-------- INFORMATION SHOWN --------

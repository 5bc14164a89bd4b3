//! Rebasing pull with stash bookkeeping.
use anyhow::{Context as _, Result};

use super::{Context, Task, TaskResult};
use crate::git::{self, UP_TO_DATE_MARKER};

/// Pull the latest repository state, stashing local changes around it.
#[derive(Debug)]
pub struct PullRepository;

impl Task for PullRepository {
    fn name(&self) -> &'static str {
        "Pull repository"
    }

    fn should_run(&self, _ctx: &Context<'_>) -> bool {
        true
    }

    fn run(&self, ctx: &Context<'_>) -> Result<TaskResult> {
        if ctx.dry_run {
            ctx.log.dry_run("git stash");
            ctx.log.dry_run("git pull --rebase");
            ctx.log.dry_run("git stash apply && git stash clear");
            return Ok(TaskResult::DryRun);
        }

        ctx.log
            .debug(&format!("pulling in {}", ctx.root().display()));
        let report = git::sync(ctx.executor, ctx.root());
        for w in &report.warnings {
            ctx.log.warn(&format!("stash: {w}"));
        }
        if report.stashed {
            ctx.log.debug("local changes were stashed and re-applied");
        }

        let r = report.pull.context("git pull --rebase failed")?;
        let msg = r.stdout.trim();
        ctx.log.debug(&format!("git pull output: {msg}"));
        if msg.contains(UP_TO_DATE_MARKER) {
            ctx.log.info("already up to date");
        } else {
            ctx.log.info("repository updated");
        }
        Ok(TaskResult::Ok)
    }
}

--------
-------- INFORMATION SHOWN --------

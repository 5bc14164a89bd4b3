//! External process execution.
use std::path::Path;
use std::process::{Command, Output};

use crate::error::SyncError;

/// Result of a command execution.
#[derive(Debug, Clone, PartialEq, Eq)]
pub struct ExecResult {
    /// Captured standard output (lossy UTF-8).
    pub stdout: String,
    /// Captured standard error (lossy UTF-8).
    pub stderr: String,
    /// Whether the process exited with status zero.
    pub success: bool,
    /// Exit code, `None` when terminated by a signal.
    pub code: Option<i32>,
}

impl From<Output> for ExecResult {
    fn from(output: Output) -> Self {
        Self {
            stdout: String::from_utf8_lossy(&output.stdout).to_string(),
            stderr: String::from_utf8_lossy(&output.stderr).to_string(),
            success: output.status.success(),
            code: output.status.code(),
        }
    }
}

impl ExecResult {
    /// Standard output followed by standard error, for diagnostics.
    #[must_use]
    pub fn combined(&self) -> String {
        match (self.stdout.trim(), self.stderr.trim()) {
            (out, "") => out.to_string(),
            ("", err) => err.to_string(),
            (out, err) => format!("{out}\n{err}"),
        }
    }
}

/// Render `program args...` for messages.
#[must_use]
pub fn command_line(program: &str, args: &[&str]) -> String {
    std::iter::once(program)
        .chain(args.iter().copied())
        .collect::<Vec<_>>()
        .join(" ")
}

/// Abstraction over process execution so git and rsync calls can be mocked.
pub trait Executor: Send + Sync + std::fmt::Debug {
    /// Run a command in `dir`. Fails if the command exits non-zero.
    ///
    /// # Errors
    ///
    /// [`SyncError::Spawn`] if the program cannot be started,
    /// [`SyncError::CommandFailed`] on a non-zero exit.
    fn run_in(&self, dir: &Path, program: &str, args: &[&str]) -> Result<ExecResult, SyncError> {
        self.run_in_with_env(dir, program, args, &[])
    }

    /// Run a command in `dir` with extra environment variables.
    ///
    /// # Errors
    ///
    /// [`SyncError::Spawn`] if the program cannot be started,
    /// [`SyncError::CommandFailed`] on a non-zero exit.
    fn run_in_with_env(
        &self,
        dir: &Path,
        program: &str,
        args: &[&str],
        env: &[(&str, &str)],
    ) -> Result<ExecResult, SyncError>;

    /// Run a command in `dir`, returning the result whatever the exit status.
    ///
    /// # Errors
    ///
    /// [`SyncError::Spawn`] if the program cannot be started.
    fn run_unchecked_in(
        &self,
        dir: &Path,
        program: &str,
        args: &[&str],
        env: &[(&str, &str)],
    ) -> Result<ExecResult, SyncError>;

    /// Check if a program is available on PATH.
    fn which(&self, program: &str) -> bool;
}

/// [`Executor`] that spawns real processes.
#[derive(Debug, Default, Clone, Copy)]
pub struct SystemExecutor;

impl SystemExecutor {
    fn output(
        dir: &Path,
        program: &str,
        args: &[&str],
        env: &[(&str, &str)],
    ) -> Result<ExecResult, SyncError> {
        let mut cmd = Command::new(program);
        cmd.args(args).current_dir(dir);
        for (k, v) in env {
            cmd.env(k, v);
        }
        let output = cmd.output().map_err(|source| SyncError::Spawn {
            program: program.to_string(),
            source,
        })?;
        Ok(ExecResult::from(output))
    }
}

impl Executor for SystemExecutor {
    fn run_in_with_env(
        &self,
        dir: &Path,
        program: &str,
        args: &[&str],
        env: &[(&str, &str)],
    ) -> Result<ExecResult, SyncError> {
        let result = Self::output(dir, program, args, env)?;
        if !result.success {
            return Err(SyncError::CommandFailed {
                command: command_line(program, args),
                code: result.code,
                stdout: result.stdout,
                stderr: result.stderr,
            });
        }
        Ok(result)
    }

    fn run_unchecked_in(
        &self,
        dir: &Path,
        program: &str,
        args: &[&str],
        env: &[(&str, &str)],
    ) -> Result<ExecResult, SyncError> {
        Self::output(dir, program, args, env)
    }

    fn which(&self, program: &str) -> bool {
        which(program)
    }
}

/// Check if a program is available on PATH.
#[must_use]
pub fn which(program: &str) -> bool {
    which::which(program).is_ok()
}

--------
-------- INFORMATION SHOWN --------

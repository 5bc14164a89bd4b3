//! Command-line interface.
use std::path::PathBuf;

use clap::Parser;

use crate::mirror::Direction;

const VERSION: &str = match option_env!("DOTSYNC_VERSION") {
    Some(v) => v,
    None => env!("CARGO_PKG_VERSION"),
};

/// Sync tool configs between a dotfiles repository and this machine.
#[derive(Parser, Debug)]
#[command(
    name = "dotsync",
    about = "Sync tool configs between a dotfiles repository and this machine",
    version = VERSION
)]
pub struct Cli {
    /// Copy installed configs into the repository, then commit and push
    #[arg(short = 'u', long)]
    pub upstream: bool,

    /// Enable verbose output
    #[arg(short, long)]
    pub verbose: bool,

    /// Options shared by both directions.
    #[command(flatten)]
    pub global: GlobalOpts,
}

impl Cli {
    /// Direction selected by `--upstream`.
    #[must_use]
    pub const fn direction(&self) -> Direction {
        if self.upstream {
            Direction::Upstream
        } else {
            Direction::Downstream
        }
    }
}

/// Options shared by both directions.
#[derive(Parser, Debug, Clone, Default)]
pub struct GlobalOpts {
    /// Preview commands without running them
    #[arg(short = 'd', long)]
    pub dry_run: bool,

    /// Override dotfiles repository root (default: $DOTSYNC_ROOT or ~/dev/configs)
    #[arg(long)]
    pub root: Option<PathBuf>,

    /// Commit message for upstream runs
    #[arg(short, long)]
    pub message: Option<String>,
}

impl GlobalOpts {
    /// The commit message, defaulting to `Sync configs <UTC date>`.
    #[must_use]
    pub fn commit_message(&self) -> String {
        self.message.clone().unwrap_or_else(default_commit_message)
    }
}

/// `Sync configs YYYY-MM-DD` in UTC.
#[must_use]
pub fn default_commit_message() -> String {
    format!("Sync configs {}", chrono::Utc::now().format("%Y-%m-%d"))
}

--------

# [ACTIVITY]
Report every line of the data above that contains the string "configs" by copying it in full.

# [SOLVED EXERCISE]
/// Sync tool configs between a dotfiles repository and this machine.
    about = "Sync tool configs between a dotfiles repository and this machine",
    /// Copy installed configs into the repository, then commit and push
    /// Override dotfiles repository root (default: $DOTSYNC_ROOT or ~/dev/configs)
    /// The commit message, defaulting to `Sync configs <UTC date>`.
/// `Sync configs YYYY-MM-DD` in UTC.
    format!("Sync configs {}", chrono::Utc::now().format("%Y-%m-%d"))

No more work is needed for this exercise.